- Problem
Return all the data, word for word.

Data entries
───

//! 上游模型服务

use std::time::Duration;

use async_trait::async_trait;
use serde_json::Value;

use crate::core::error::BackendError;

/// 单次发送；瞬时失败映射为 BackendError::Transient，由重试层处理
#[async_trait]
pub trait Upstream: Send + Sync {
    async fn send(&self, body: &Value) -> Result<Value, BackendError>;
}

/// OpenAI 兼容的 HTTP 上游
pub struct HttpUpstream {
    client: reqwest::Client,
    url: String,
}

impl HttpUpstream {
    pub fn new(url: impl Into<String>, timeout: Duration) -> Result<Self, BackendError> {
        let client = reqwest::Client::builder()
            .timeout(timeout)
            .build()
            .map_err(|e| BackendError::BadRequest(format!("http client: {}", e)))?;
        Ok(Self {
            client,
            url: url.into(),
        })
    }
}

fn classify(status: reqwest::StatusCode, detail: String) -> BackendError {
    if status.is_server_error() || status == reqwest::StatusCode::TOO_MANY_REQUESTS {
        BackendError::Transient(format!("status {}: {}", status.as_u16(), detail))
    } else {
        BackendError::Fatal {
            status: status.as_u16(),
            detail,
        }
    }
}

#[async_trait]
impl Upstream for HttpUpstream {
    async fn send(&self, body: &Value) -> Result<Value, BackendError> {
        let resp = self
            .client
            .post(&self.url)
            .json(body)
            .send()
            .await
            .map_err(|e| {
                if e.is_connect() || e.is_timeout() || e.is_request() {
                    BackendError::Transient(e.to_string())
                } else {
                    BackendError::Fatal {
                        status: e.status().map(|s| s.as_u16()).unwrap_or(0),
                        detail: e.to_string(),
                    }
                }
            })?;

        let status = resp.status();
        let text = resp
            .text()
            .await
            .map_err(|e| BackendError::Transient(format!("reading body: {}", e)))?;
        if !status.is_success() {
            return Err(classify(status, text));
        }
        serde_json::from_str(&text).map_err(|e| BackendError::Fatal {
            status: status.as_u16(),
            detail: format!("invalid json body: {}", e),
        })
    }
}

#[cfg(test)]
mod tests {
    use super::*;

    #[test]
    fn test_status_classification() {
        assert!(classify(reqwest::StatusCode::BAD_GATEWAY, String::new()).is_transient());
        assert!(classify(reqwest::StatusCode::TOO_MANY_REQUESTS, String::new()).is_transient());
        assert!(!classify(reqwest::StatusCode::BAD_REQUEST, String::new()).is_transient());
    }

    #[tokio::test]
    async fn test_connection_refused_is_transient() {
        // 端口 9 上通常没有 HTTP 服务
        let up = HttpUpstream::new("http://127.0.0.1:9/v1/chat/completions", Duration::from_secs(2)).unwrap();
        let err = up.send(&serde_json::json!({})).await.unwrap_err();
        assert!(err.is_transient(), "{err}");
    }
}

───

- Written answer
//! 上游模型服务

use std::time::Duration;

use async_trait::async_trait;
use serde_json::Value;

use crate::core::error::BackendError;

/// 单次发送；瞬时失败映射为 BackendError::Transient，由重试层处理
#[async_trait]
pub trait Upstream: Send + Sync {
    async fn send(&self, body: &Value) -> Result<Value, BackendError>;
}

/// OpenAI 兼容的 HTTP 上游
pub struct HttpUpstream {
    client: reqwest::Client,
    url: String,
}

impl HttpUpstream {
    pub fn new(url: impl Into<String>, timeout: Duration) -> Result<Self, BackendError> {
        let client = reqwest::Client::builder()
            .timeout(timeout)
            .build()
            .map_err(|e| BackendError::BadRequest(format!("http client: {}", e)))?;
        Ok(Self {
            client,
            url: url.into(),
        })
    }
}

fn classify(status: reqwest::StatusCode, detail: String) -> BackendError {
    if status.is_server_error() || status == reqwest::StatusCode::TOO_MANY_REQUESTS {
        BackendError::Transient(format!("status {}: {}", status.as_u16(), detail))
    } else {
        BackendError::Fatal {
            status: status.as_u16(),
            detail,
        }
    }
}

#[async_trait]
impl Upstream for HttpUpstream {
    async fn send(&self, body: &Value) -> Result<Value, BackendError> {
        let resp = self
            .client
            .post(&self.url)
            .json(body)
            .send()
            .await
            .map_err(|e| {
                if e.is_connect() || e.is_timeout() || e.is_request() {
                    BackendError::Transient(e.to_string())
                } else {
                    BackendError::Fatal {
                        status: e.status().map(|s| s.as_u16()).unwrap_or(0),
                        detail: e.to_string(),
                    }
                }
            })?;

        let status = resp.status();
        let text = resp
            .text()
            .await
            .map_err(|e| BackendError::Transient(format!("reading body: {}", e)))?;
        if !status.is_success() {
            return Err(classify(status, text));
        }
        serde_json::from_str(&text).map_err(|e| BackendError::Fatal {
            status: status.as_u16(),
            detail: format!("invalid json body: {}", e),
        })
    }
}

#[cfg(test)]
mod tests {
    use super::*;

    #[test]
    fn test_status_classification() {
        assert!(classify(reqwest::StatusCode::BAD_GATEWAY, String::new()).is_transient());
        assert!(classify(reqwest::StatusCode::TOO_MANY_REQUESTS, String::new()).is_transient());
        assert!(!classify(reqwest::StatusCode::BAD_REQUEST, String::new()).is_transient());
    }

    #[tokio::test]
    async fn test_connection_refused_is_transient() {
        // 端口 9 上通常没有 HTTP 服务
        let up = HttpUpstream::new("http://127.0.0.1:9/v1/chat/completions", Duration::from_secs(2)).unwrap();
        let err = up.send(&serde_json::json!({})).await.unwrap_err();
        assert!(err.is_transient(), "{err}");
    }
}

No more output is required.